HISTÓRIA SOCIAL E POLÍTICA DO BRASIL - II PROVA
QUESTÃO 03
Em 2018 Ronaldo Caiado foi eleito como governador de Goiás. É médico, formado no exterior, filiado ao partido Democratas, ruralista e um dos fundadores da UDR[1]. O próprio sobrenome já revela muito da personalidade: os Caiado formaram a maior oligarquia de Goiás durante a I República, ascendendo em 1906 e permanecendo no poder até o Golpe de 1930, mas o declínio dessa primeira experiencia republicana começa anos antes de 1930. Talvez os problemas econômicos desencadeados com a I Grande Guerra tenham sido um golpe muito forte para uma economia extremamente dependente de exportações como era o Brasil Republicano, que já se complicava ao menos desde 1906 com a constatação da crise de superprodução do café e o fracasso do Convenio de Taubaté[2]. Talvez o tão aclamado “pacto federativo” não tenha obtido o sucesso esperado, sendo mais benéfico para São Paulo e Minas Gerais que para qualquer outro estado. Ou até mesmo a incapacidade da república de lidar com a parte pública do sistema. Fato é que um golpe ou revolução era eminente por fatores externos e internos (FURTADO, 1998).

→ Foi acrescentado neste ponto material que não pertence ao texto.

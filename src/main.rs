use std::collections::BTreeMap;
use std::path::{Path, PathBuf};
use anyhow::{Context, Result};
use clap::{Args, Parser, Subcommand, ValueEnum};
use indicatif::{ProgressBar, ProgressStyle};
use log::{info, LevelFilter};

use modkit::archive::{self, ArchiveVersion, PatchStatus};
use modkit::plugins;
use modkit::report::ScanReport;
use modkit::scanner::{AutoFixer, OwnerMap, ScanConfiguration, ScanCoordinator, ScanRules};
use modkit::utils;

#[derive(Parser, Debug)]
#[command(version, about = "Archive, plugin and data-tree tools for a Fallout 4 Data directory", long_about = None)]
struct Cli {
    /// Increase log verbosity (-v info, -vv debug, -vvv trace)
    #[arg(short, long, action = clap::ArgAction::Count, global = true)]
    verbose: u8,

    #[command(subcommand)]
    command: Command,
}

#[derive(Subcommand, Debug)]
enum Command {
    /// Inspect or patch BA2 archive headers
    #[command(subcommand)]
    Archive(ArchiveCommand),
    /// Classify script extender plugins by their exports
    Plugins {
        dir: PathBuf,
        #[arg(short, long)]
        recursive: bool,
    },
    /// Scan a Data directory for structural problems
    Scan(ScanArgs),
}

#[derive(Subcommand, Debug)]
enum ArchiveCommand {
    /// Print the header of one archive
    Info {
        path: PathBuf,
        /// Also print the SHA-256 of the file
        #[arg(long)]
        checksum: bool,
    },
    /// Rewrite the version byte of one archive
    Patch {
        path: PathBuf,
        #[arg(short, long, value_enum)]
        target: TargetVersion,
    },
    /// Rewrite the version byte of every archive in a directory
    Batch {
        dir: PathBuf,
        #[arg(short, long, value_enum)]
        target: TargetVersion,
        #[arg(short, long)]
        recursive: bool,
    },
}

#[derive(ValueEnum, Clone, Copy, Debug)]
enum TargetVersion {
    V1,
    V7,
    V8,
}

impl From<TargetVersion> for ArchiveVersion {
    fn from(value: TargetVersion) -> Self {
        match value {
            TargetVersion::V1 => ArchiveVersion::V1,
            TargetVersion::V7 => ArchiveVersion::V7,
            TargetVersion::V8 => ArchiveVersion::V8,
        }
    }
}

#[derive(Args, Debug)]
struct ScanArgs {
    root: PathBuf,
    #[arg(long)]
    no_junk: bool,
    #[arg(long)]
    no_unexpected_folders: bool,
    #[arg(long)]
    no_previs: bool,
    #[arg(long)]
    no_anim_text: bool,
    #[arg(long)]
    no_wrong_formats: bool,
    #[arg(long)]
    no_config_regressions: bool,
    #[arg(long)]
    no_overrides: bool,
    /// Don't check for game master files (use when scanning a staging folder)
    #[arg(long)]
    no_required_files: bool,
    /// JSON object mapping relative paths to owner names
    #[arg(long)]
    owners: Option<PathBuf>,
    /// Write the report as JSON
    #[arg(short, long)]
    output: Option<PathBuf>,
    /// Delete junk files, packaging leftovers and problem overrides
    #[arg(long)]
    fix: bool,
    /// With --fix, only report what would be deleted
    #[arg(long, requires = "fix")]
    dry_run: bool,
}

impl ScanArgs {
    fn configuration(&self) -> ScanConfiguration {
        ScanConfiguration {
            skip_scan: false,
            junk_files: !self.no_junk,
            unexpected_folders: !self.no_unexpected_folders,
            loose_previs: !self.no_previs,
            anim_text_data: !self.no_anim_text,
            wrong_formats: !self.no_wrong_formats,
            config_regressions: !self.no_config_regressions,
            problem_overrides: !self.no_overrides,
            required_files: !self.no_required_files,
        }
    }
}

fn main() -> Result<()> {
    let cli = Cli::parse();

    let level = match cli.verbose {
        0 => LevelFilter::Warn,
        1 => LevelFilter::Info,
        2 => LevelFilter::Debug,
        _ => LevelFilter::Trace,
    };
    env_logger::Builder::new()
        .filter_level(level)
        .parse_default_env()
        .init();

    match cli.command {
        Command::Archive(cmd) => run_archive(cmd),
        Command::Plugins { dir, recursive } => run_plugins(&dir, recursive),
        Command::Scan(args) => run_scan(&args),
    }
}

fn run_archive(cmd: ArchiveCommand) -> Result<()> {
    match cmd {
        ArchiveCommand::Info { path, checksum } => {
            let info = archive::read_header(&path)
                .with_context(|| format!("No such archive: {}", path.display()))?;
            println!("{}", info.file_name);
            println!("  valid:     {}", info.is_valid());
            println!("  version:   {}", info.version);
            println!("  type:      {}", info.archive_type);
            println!("  size:      {} bytes", info.size);
            println!("  read-only: {}", info.read_only);
            if checksum {
                println!("  sha256:    {}", utils::file_checksum(&path)?);
            }
        }
        ArchiveCommand::Patch { path, target } => {
            let target = ArchiveVersion::from(target);
            match archive::try_patch_version(&path, target)
                .with_context(|| format!("Failed to patch {}", path.display()))?
            {
                PatchStatus::Patched => println!("Patched {} to {}", path.display(), target),
                PatchStatus::AlreadyAtTarget => println!("{} is already {}", path.display(), target),
            }
        }
        ArchiveCommand::Batch { dir, target, recursive } => {
            let pb = ProgressBar::new(0);
            pb.set_style(
                ProgressStyle::with_template("{bar:40.cyan/blue} {pos}/{len} {msg}")
                    .context("Invalid progress template")?,
            );
            let outcome = archive::batch_patch(&dir, target.into(), recursive, Some(&pb), None)?;
            pb.finish_and_clear();

            for result in &outcome.results {
                if let Some(message) = &result.message {
                    println!("{:?} {}: {}", result.status, result.path.display(), message);
                }
            }
            println!(
                "{} archives: {} patched, {} skipped, {} failed",
                outcome.total, outcome.succeeded, outcome.skipped, outcome.failed
            );
        }
    }
    Ok(())
}

fn run_plugins(dir: &Path, recursive: bool) -> Result<()> {
    for plugin in plugins::scan_directory(dir, recursive) {
        if !plugin.is_plugin {
            continue;
        }
        println!(
            "{:<40} {:<12} {}",
            plugin.file_name,
            plugin.compatibility,
            plugin.version.as_deref().unwrap_or("-")
        );
    }
    Ok(())
}

fn load_owners(path: &Path) -> Result<OwnerMap> {
    let file = std::fs::File::open(path)
        .with_context(|| format!("Failed to open owners file {}", path.display()))?;
    let entries: BTreeMap<String, String> = serde_json::from_reader(file)
        .with_context(|| format!("Invalid owners file {}", path.display()))?;

    let mut owners = OwnerMap::new();
    for (relative, owner) in entries {
        owners.insert(Path::new(&relative), owner);
    }
    info!("Loaded {} owner entries", owners.len());
    Ok(owners)
}

fn run_scan(args: &ScanArgs) -> Result<()> {
    let config = args.configuration();
    let rules = ScanRules::default();
    let owners = args.owners.as_deref().map(load_owners).transpose()?;

    let mut coordinator = ScanCoordinator::new(&args.root, &config, &rules);
    if let Some(owners) = &owners {
        coordinator = coordinator.with_owners(owners);
    }
    let mut diagnostics = coordinator.run()
        .with_context(|| format!("Scan of {} failed", args.root.display()))?;

    if args.fix {
        let summary = AutoFixer::new(args.dry_run).apply_all(&mut diagnostics);
        println!(
            "Fixes: {} applied, {} skipped, {} failed",
            summary.applied, summary.skipped, summary.failed
        );
    }

    for diagnostic in &diagnostics {
        println!("{}", diagnostic);
    }

    let report = ScanReport::new(&args.root, diagnostics);
    let stats = report.get_stats();
    println!(
        "{} problems: {} errors, {} warnings, {} info",
        stats.total, stats.error, stats.warning, stats.info
    );

    if let Some(output) = &args.output {
        report.save(output)?;
        println!("Report written to {}", output.display());
    }
    Ok(())
}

O mundo pós I Grande Guerra era contraditório: se por um lado a Europa ainda se ocupava com os problemas gerados pela guerra e pela epidemia de gripe espanhola, por outro os Estados Unidos vivenciavam um crescimento cavalar regado a bebida dos gangsters, até 1929. Foram anos de expansão dos direitos, principalmente para as mulheres, mas também foram anos de xenofobia e perseguição a imigrantes – a exemplo do crescimento do número de adeptos da Ku Klux Klan[3]. O jazz começou a fazer sucesso nos EUA, as produções cinemáticas aumentaram, e a juventude tornou-se cada vez mais alienada. Já chegando no oriente, a Rússia estava em erupção: o estado fraco e falido criado pós queda do tsarismo assistiu a ascensão golpista de Lenin. A fundação da URSS[4] mudou o mundo e consolidou-se como grande potência depois da Grande Depressão[5], pela qual passou intacta com a sua economia planificada. A América Latina vivenciou um serie de revoluções anti-imperialistas - influenciadas pela Crise de 29 e a depressão economia que se seguiu - e a maioria dos governos alinharam-se ao espectro socialista. Em suma: é um período de efervescência mundial de ideias.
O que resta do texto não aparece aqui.